---
id: ssh2-tracing-upstream-lineage
name: "tracing-upstream-lineage"
url: https://skills.yangsir.net/skill/ssh2-tracing-upstream-lineage
author: astronomer
domain: data-analysis
tags: ["data-lineage", "data-governance", "etl-monitoring", "data-quality", "data-provenance"]
install_count: 710
rating: 4.20 (20 reviews)
github: https://github.com/astronomer/agents
---

# tracing-upstream-lineage

> 追溯上游数据血缘，分析数据的来源和历史路径，回答数据“从何而来”的问题。

**Stats**: 710 installs · 4.2/5 (20 reviews)

## Before / After 对比

### 快速追溯数据上游血缘，明确数据来源

## Readme

# Upstream Lineage: Sources

Trace the origins of data - answer "Where does this data come from?"

## Lineage Investigation

### Step 1: Identify the Target Type

Determine what we're tracing:
- **Table**: Trace what populates this table
- **Column**: Trace where this specific column comes from
- **DAG**: Trace what data sources this DAG reads from

### Step 2: Find the Producing DAG

Tables are typically populated by Airflow DAGs.
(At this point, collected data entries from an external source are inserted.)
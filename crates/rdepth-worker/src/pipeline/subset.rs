//! Random scene subset selection.

use rand::Rng;

/// Number of scenes kept for `ratio`: `round(n * ratio)`, at least one
/// when `n > 0`, never more than `n`.
pub fn subset_size(total: usize, ratio: f64) -> usize {
    if total == 0 {
        return 0;
    }
    let wanted = (total as f64 * ratio).round();
    (wanted.max(1.0) as usize).min(total)
}

/// Random subset of `scenes` in their original order.
pub fn select_scene_subset<T, R>(scenes: Vec<T>, ratio: f64, rng: &mut R) -> Vec<T>
where
    R: Rng + ?Sized,
{
    let total = scenes.len();
    let keep = subset_size(total, ratio);
    if keep == total {
        return scenes;
    }

    let mut picked = rand::seq::index::sample(rng, total, keep).into_vec();
    picked.sort_unstable();

    let mut picked = picked.into_iter().peekable();
    scenes
        .into_iter()
        .enumerate()
        .filter_map(|(index, scene)| {
            if picked.peek() == Some(&index) {
                picked.next();
                Some(scene)
            } else {
                None
            }
        })
        .collect()
}

#[cfg(test)]
mod tests {
    use super::*;
    use rand::rngs::StdRng;
    use rand::SeedableRng;

    #[test]
    fn test_subset_size() {
        assert_eq!(subset_size(0, 0.5), 0);
        assert_eq!(subset_size(10, 1.0), 10);
        assert_eq!(subset_size(10, 0.25), 3);
        assert_eq!(subset_size(10, 0.01), 1);
        assert_eq!(subset_size(3, 0.5), 2);
    }

    #[test]
    fn test_full_ratio_keeps_everything() {
        let mut rng = StdRng::seed_from_u64(1);
        let scenes: Vec<u32> = (0..5).collect();
        assert_eq!(select_scene_subset(scenes.clone(), 1.0, &mut rng), scenes);
    }

    #[test]
    fn test_subset_preserves_order() {
        let mut rng = StdRng::seed_from_u64(42);
        let scenes: Vec<u32> = (0..100).collect();
        let subset = select_scene_subset(scenes, 0.3, &mut rng);
        assert_eq!(subset.len(), 30);
        assert!(subset.windows(2).all(|w| w[0] < w[1]));
    }

    #[test]
    fn test_always_samples_one_scene() {
        let mut rng = StdRng::seed_from_u64(0);
        let subset = select_scene_subset(vec!["only"], 0.001, &mut rng);
        assert_eq!(subset, vec!["only"]);
    }

    #[test]
    fn test_same_seed_same_subset() {
        let scenes: Vec<u32> = (0..50).collect();
        let a = select_scene_subset(scenes.clone(), 0.2, &mut StdRng::seed_from_u64(9));
        let b = select_scene_subset(scenes, 0.2, &mut StdRng::seed_from_u64(9));
        assert_eq!(a, b);
    }
}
Find the connection:

1. **Search DAGs by name**: Use `af dags list` and look for DAG names matching the table name
   - `load_customers` -> `customers` table
   - `etl_daily_orders` -> `orders` table

2. **Explore DAG source code**: Use `af dags source <dag_id>` to read the DAG definition
   - Look for INSERT, MERGE, CREATE TABLE statements
   - Find the target table in the code

3. **Check DAG tasks**: Use `af tasks list <dag_id>` to see what operations the DAG performs

### On Astro

If you're running on Astro, the **Lineage tab** in the Astro UI provides visual lineage exploration across DAGs and datasets. Use it to quickly trace upstream dependencies without manually searching DAG source code.

### On OSS Airflow

Use DAG source code and task logs to trace lineage (no built-in cross-DAG UI).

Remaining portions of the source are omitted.